++++ DATA SECTION ++++

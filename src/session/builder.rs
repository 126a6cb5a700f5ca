//! Session builder.
//!
//! One builder covers every protocol version. Unless set explicitly, the
//! version follows the credentials: a session with a [`User`] speaks
//! SNMPv3, anything else SNMPv2c. All validation happens in the finishers,
//! which fail with [`Error::Config`] before any transport is created.
//!
//! # Examples
//!
//! ```rust,ignore
//! use snmp_session::SessionBuilder;
//! use snmp_session::v3::{AuthKey, AuthProtocol, PrivKey, PrivProtocol, User};
//!
//! // SNMPv2c, at most 50 requests per second
//! let session = SessionBuilder::new("192.0.2.1")
//!     .community("private")
//!     .limit_rps(50.0)
//!     .connect(&connector)?;
//!
//! // SNMPv3, engine discovered and time synchronized before returning
//! let user = User::with_auth_priv(
//!     "admin",
//!     AuthKey::password(AuthProtocol::Sha256, "authpass123"),
//!     PrivKey::password(PrivProtocol::Aes128, "privpass123"),
//! );
//! let session = SessionBuilder::new("192.0.2.1")
//!     .user(user)
//!     .open(&connector)
//!     .await?;
//! ```

use std::net::{SocketAddr, ToSocketAddrs};
use std::sync::Arc;
use std::time::Duration;

use bytes::Bytes;

use crate::error::{ConfigErrorKind, Error, Result};
use crate::policer::{Policer, RpsPolicer};
use crate::transport::{Connector, TransportParams};
use crate::v3::{Bootstrap, User};
use crate::version::Version;

use super::{
    BlockingSession, DEFAULT_MAX_REPETITIONS, DEFAULT_PORT, DEFAULT_TIMEOUT, Session,
    SessionConfig, SessionCore,
};

/// Address and timing options.
struct BaseConfig {
    target: String,
    port: u16,
    timeout: Duration,
}

impl Default for BaseConfig {
    fn default() -> Self {
        Self {
            target: String::new(),
            port: DEFAULT_PORT,
            timeout: DEFAULT_TIMEOUT,
        }
    }
}

impl BaseConfig {
    fn new(target: impl Into<String>) -> Self {
        Self {
            target: target.into(),
            ..Default::default()
        }
    }

    /// `host:port` literals keep their port; bare hosts get `self.port`.
    fn resolve_target(&self) -> Result<SocketAddr> {
        if let Ok(addr) = self.target.parse::<SocketAddr>() {
            return Ok(addr);
        }
        let unresolved = || Error::config(ConfigErrorKind::UnresolvedAddress);
        (self.target.as_str(), self.port)
            .to_socket_addrs()
            .map_err(|e| {
                tracing::debug!(target: "snmp_session::session", target_addr = %self.target, error = %e, "address resolution failed");
                unresolved()
            })?
            .next()
            .ok_or_else(unresolved)
    }
}

/// Everything a finisher needs once validation has passed.
struct Prepared {
    params: TransportParams,
    config: SessionConfig,
    policer: Option<Arc<dyn Policer>>,
    bootstrap: Bootstrap,
}

/// Builder for [`Session`] and [`BlockingSession`].
pub struct SessionBuilder {
    base: BaseConfig,
    version: Option<Version>,
    community: Bytes,
    user: Option<User>,
    engine_id: Option<Bytes>,
    tos: u32,
    send_buffer_size: usize,
    recv_buffer_size: usize,
    max_repetitions: u32,
    allow_bulk: bool,
    policer: Option<Arc<dyn Policer>>,
    rps: Option<f64>,
}

impl SessionBuilder {
    /// Start a builder for the agent at `target` (host name or IP, with or
    /// without a port).
    pub fn new(target: impl Into<String>) -> Self {
        Self {
            base: BaseConfig::new(target),
            version: None,
            community: Bytes::from_static(b"public"),
            user: None,
            engine_id: None,
            tos: 0,
            send_buffer_size: 0,
            recv_buffer_size: 0,
            max_repetitions: DEFAULT_MAX_REPETITIONS,
            allow_bulk: true,
            policer: None,
            rps: None,
        }
    }

    /// Agent port used when the target carries none. Default 161.
    pub fn port(mut self, port: u16) -> Self {
        self.base.port = port;
        self
    }

    pub fn version(mut self, version: Version) -> Self {
        self.version = Some(version);
        self
    }

    /// Community for v1/v2c. Default `public`.
    pub fn community(mut self, community: impl AsRef<[u8]>) -> Self {
        self.community = Bytes::copy_from_slice(community.as_ref());
        self
    }

    /// SNMPv3 user.
    pub fn user(mut self, user: User) -> Self {
        self.user = Some(user);
        self
    }

    /// Known SNMPv3 engine id. Skips discovery.
    pub fn engine_id(mut self, engine_id: impl Into<Bytes>) -> Self {
        self.engine_id = Some(engine_id.into());
        self
    }

    /// Per-round timeout. Default 10 seconds.
    pub fn timeout(mut self, timeout: Duration) -> Self {
        self.base.timeout = timeout;
        self
    }

    /// IP ToS byte for outgoing packets.
    pub fn tos(mut self, tos: u32) -> Self {
        self.tos = tos;
        self
    }

    pub fn send_buffer_size(mut self, size: usize) -> Self {
        self.send_buffer_size = size;
        self
    }

    pub fn recv_buffer_size(mut self, size: usize) -> Self {
        self.recv_buffer_size = size;
        self
    }

    /// Default GETBULK page size. Default 20.
    pub fn max_repetitions(mut self, max_repetitions: u32) -> Self {
        self.max_repetitions = max_repetitions;
        self
    }

    /// Whether `fetch` may use GETBULK. Ignored on SNMPv1.
    pub fn allow_bulk(mut self, allow_bulk: bool) -> Self {
        self.allow_bulk = allow_bulk;
        self
    }

    /// Rate limiter, possibly shared with other sessions.
    ///
    /// Takes precedence over [`limit_rps`](Self::limit_rps).
    pub fn policer(mut self, policer: Arc<dyn Policer>) -> Self {
        self.policer = Some(policer);
        self
    }

    /// Limit this session to `rps` requests per second.
    pub fn limit_rps(mut self, rps: f64) -> Self {
        self.rps = Some(rps);
        self
    }

    fn prepare(self, blocking: bool) -> Result<Prepared> {
        let version = self.version.unwrap_or(if self.user.is_some() {
            Version::V3
        } else {
            Version::V2c
        });
        if version.is_v3() {
            match &self.user {
                None => return Err(Error::config(ConfigErrorKind::MissingUser)),
                Some(user) if user.name().is_empty() => {
                    return Err(Error::config(ConfigErrorKind::EmptyUserName));
                }
                Some(_) => {}
            }
        }
        if self.max_repetitions == 0 {
            return Err(Error::config(ConfigErrorKind::ZeroPageSize));
        }
        let policer = match (self.policer, self.rps) {
            (Some(policer), _) => Some(policer),
            (None, Some(rps)) => Some(Arc::new(RpsPolicer::new(rps)?) as Arc<dyn Policer>),
            (None, None) => None,
        };
        let target = self.base.resolve_target()?;

        let (bootstrap, identity) = Bootstrap::start(version, self.user, self.engine_id.is_some());
        let community = if version.is_v3() {
            Bytes::new()
        } else {
            self.community
        };
        tracing::debug!(
            target: "snmp_session::session",
            {
                snmp.target = %target,
                %version,
                state = ?bootstrap.state(),
                throttled = policer.is_some(),
            },
            "building session"
        );

        Ok(Prepared {
            params: TransportParams {
                target,
                version,
                community,
                user: identity,
                engine_id: self.engine_id,
                tos: self.tos,
                send_buffer_size: self.send_buffer_size,
                recv_buffer_size: self.recv_buffer_size,
                timeout: blocking.then_some(self.base.timeout),
            },
            config: SessionConfig {
                version,
                timeout: self.base.timeout,
                max_repetitions: self.max_repetitions,
                allow_bulk: self.allow_bulk,
            },
            policer,
            bootstrap,
        })
    }

    fn core<C: Connector>(self, connector: &C, blocking: bool) -> Result<SessionCore<C::Transport>> {
        let prepared = self.prepare(blocking)?;
        let transport = connector.connect(&prepared.params)?;
        Ok(SessionCore::new(
            transport,
            prepared.params.target,
            prepared.config,
            prepared.policer,
            prepared.bootstrap,
        ))
    }

    /// Create an async session without running the SNMPv3 handshake.
    pub fn connect<C: Connector>(self, connector: &C) -> Result<Session<C::Transport>> {
        Ok(Session::from_core(self.core(connector, false)?))
    }

    /// Create an async session and run [`Session::refresh`].
    pub async fn open<C: Connector>(self, connector: &C) -> Result<Session<C::Transport>> {
        let mut session = self.connect(connector)?;
        session.refresh().await?;
        Ok(session)
    }

    /// Create a blocking session without running the SNMPv3 handshake.
    pub fn connect_blocking<C: Connector>(
        self,
        connector: &C,
    ) -> Result<BlockingSession<C::Transport>> {
        Ok(BlockingSession::from_core(self.core(connector, true)?))
    }

    /// Create a blocking session and run [`BlockingSession::refresh`].
    pub fn open_blocking<C: Connector>(
        self,
        connector: &C,
    ) -> Result<BlockingSession<C::Transport>> {
        let mut session = self.connect_blocking(connector)?;
        session.refresh()?;
        Ok(session)
    }
}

++++

■ INSTRUCTIONS TO FOLLOW ■
Copy range, inclusive: the line holding "pub fn tos(mut" to the line holding "let version = self.version.unwrap_or(if". Reproduce exactly those lines of the records above and no others.

■ RESPONSE AREA ■
    pub fn tos(mut self, tos: u32) -> Self {
        self.tos = tos;
        self
    }

    pub fn send_buffer_size(mut self, size: usize) -> Self {
        self.send_buffer_size = size;
        self
    }

    pub fn recv_buffer_size(mut self, size: usize) -> Self {
        self.recv_buffer_size = size;
        self
    }

    /// Default GETBULK page size. Default 20.
    pub fn max_repetitions(mut self, max_repetitions: u32) -> Self {
        self.max_repetitions = max_repetitions;
        self
    }

    /// Whether `fetch` may use GETBULK. Ignored on SNMPv1.
    pub fn allow_bulk(mut self, allow_bulk: bool) -> Self {
        self.allow_bulk = allow_bulk;
        self
    }

    /// Rate limiter, possibly shared with other sessions.
    ///
    /// Takes precedence over [`limit_rps`](Self::limit_rps).
    pub fn policer(mut self, policer: Arc<dyn Policer>) -> Self {
        self.policer = Some(policer);
        self
    }

    /// Limit this session to `rps` requests per second.
    pub fn limit_rps(mut self, rps: f64) -> Self {
        self.rps = Some(rps);
        self
    }

    fn prepare(self, blocking: bool) -> Result<Prepared> {
        let version = self.version.unwrap_or(if self.user.is_some() {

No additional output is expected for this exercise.